** Material for this exercise follows **

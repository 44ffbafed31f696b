//! Identity map of record handles, one per table.

use crate::model::Record;
use crate::raw::RawRecord;
use crate::schema::TableSchema;
use crate::RecordId;
use dashmap::DashMap;
use std::sync::Arc;

/// Keeps at most one [`Record`] handle per id, so every reader of a record
/// observes committed writes.
#[derive(Debug)]
pub struct RecordCache {
    table: Arc<TableSchema>,
    records: DashMap<RecordId, Record>,
}

impl RecordCache {
    pub fn new(table: Arc<TableSchema>) -> Self {
        Self {
            table,
            records: DashMap::new(),
        }
    }

    pub fn table(&self) -> &str {
        &self.table.name
    }

    pub fn schema(&self) -> &Arc<TableSchema> {
        &self.table
    }

    pub fn get(&self, id: &str) -> Option<Record> {
        self.records.get(id).map(|entry| entry.value().clone())
    }

    pub fn add(&self, record: Record) {
        self.records.insert(record.id().to_string(), record);
    }

    pub fn delete(&self, id: &str) {
        self.records.remove(id);
    }

    /// Forget every handle. Handles held elsewhere stop being tracked.
    pub fn clear(&self) {
        self.records.clear();
    }

    pub fn len(&self) -> usize {
        self.records.len()
    }

    pub fn is_empty(&self) -> bool {
        self.records.is_empty()
    }

    /// Handle for a raw read from the store.
    ///
    /// A cached handle is returned as is: every committed batch upserts the
    /// handles it wrote, so a cached handle is never older than the store.
    pub fn record_from_raw(&self, raw: RawRecord) -> Record {
        self.records
            .entry(raw.id.clone())
            .or_insert_with(|| Record::from_raw(self.table.clone(), raw))
            .value()
            .clone()
    }

    /// Bring the handle of a committed raw up to date, caching it if needed.
    pub(crate) fn upsert(&self, raw: &RawRecord) {
        self.records
            .entry(raw.id.clone())
            .and_modify(|record| record.set_raw(raw.clone()))
            .or_insert_with(|| Record::from_raw(self.table.clone(), raw.clone()));
    }
}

** End of Material for this exercise **

- Exercise details
Starting from the first line of the records above, retype each line exactly up to and including the one that contains "than the store.", and nothing more.

- Written reply
repository 44ffbafed31f696b
//! Identity map of record handles, one per table.

use crate::model::Record;
use crate::raw::RawRecord;
use crate::schema::TableSchema;
use crate::RecordId;
use dashmap::DashMap;
use std::sync::Arc;

/// Keeps at most one [`Record`] handle per id, so every reader of a record
/// observes committed writes.
#[derive(Debug)]
pub struct RecordCache {
    table: Arc<TableSchema>,
    records: DashMap<RecordId, Record>,
}

impl RecordCache {
    pub fn new(table: Arc<TableSchema>) -> Self {
        Self {
            table,
            records: DashMap::new(),
        }
    }

    pub fn table(&self) -> &str {
        &self.table.name
    }

    pub fn schema(&self) -> &Arc<TableSchema> {
        &self.table
    }

    pub fn get(&self, id: &str) -> Option<Record> {
        self.records.get(id).map(|entry| entry.value().clone())
    }

    pub fn add(&self, record: Record) {
        self.records.insert(record.id().to_string(), record);
    }

    pub fn delete(&self, id: &str) {
        self.records.remove(id);
    }

    /// Forget every handle. Handles held elsewhere stop being tracked.
    pub fn clear(&self) {
        self.records.clear();
    }

    pub fn len(&self) -> usize {
        self.records.len()
    }

    pub fn is_empty(&self) -> bool {
        self.records.is_empty()
    }

    /// Handle for a raw read from the store.
    ///
    /// A cached handle is returned as is: every committed batch upserts the
    /// handles it wrote, so a cached handle is never older than the store.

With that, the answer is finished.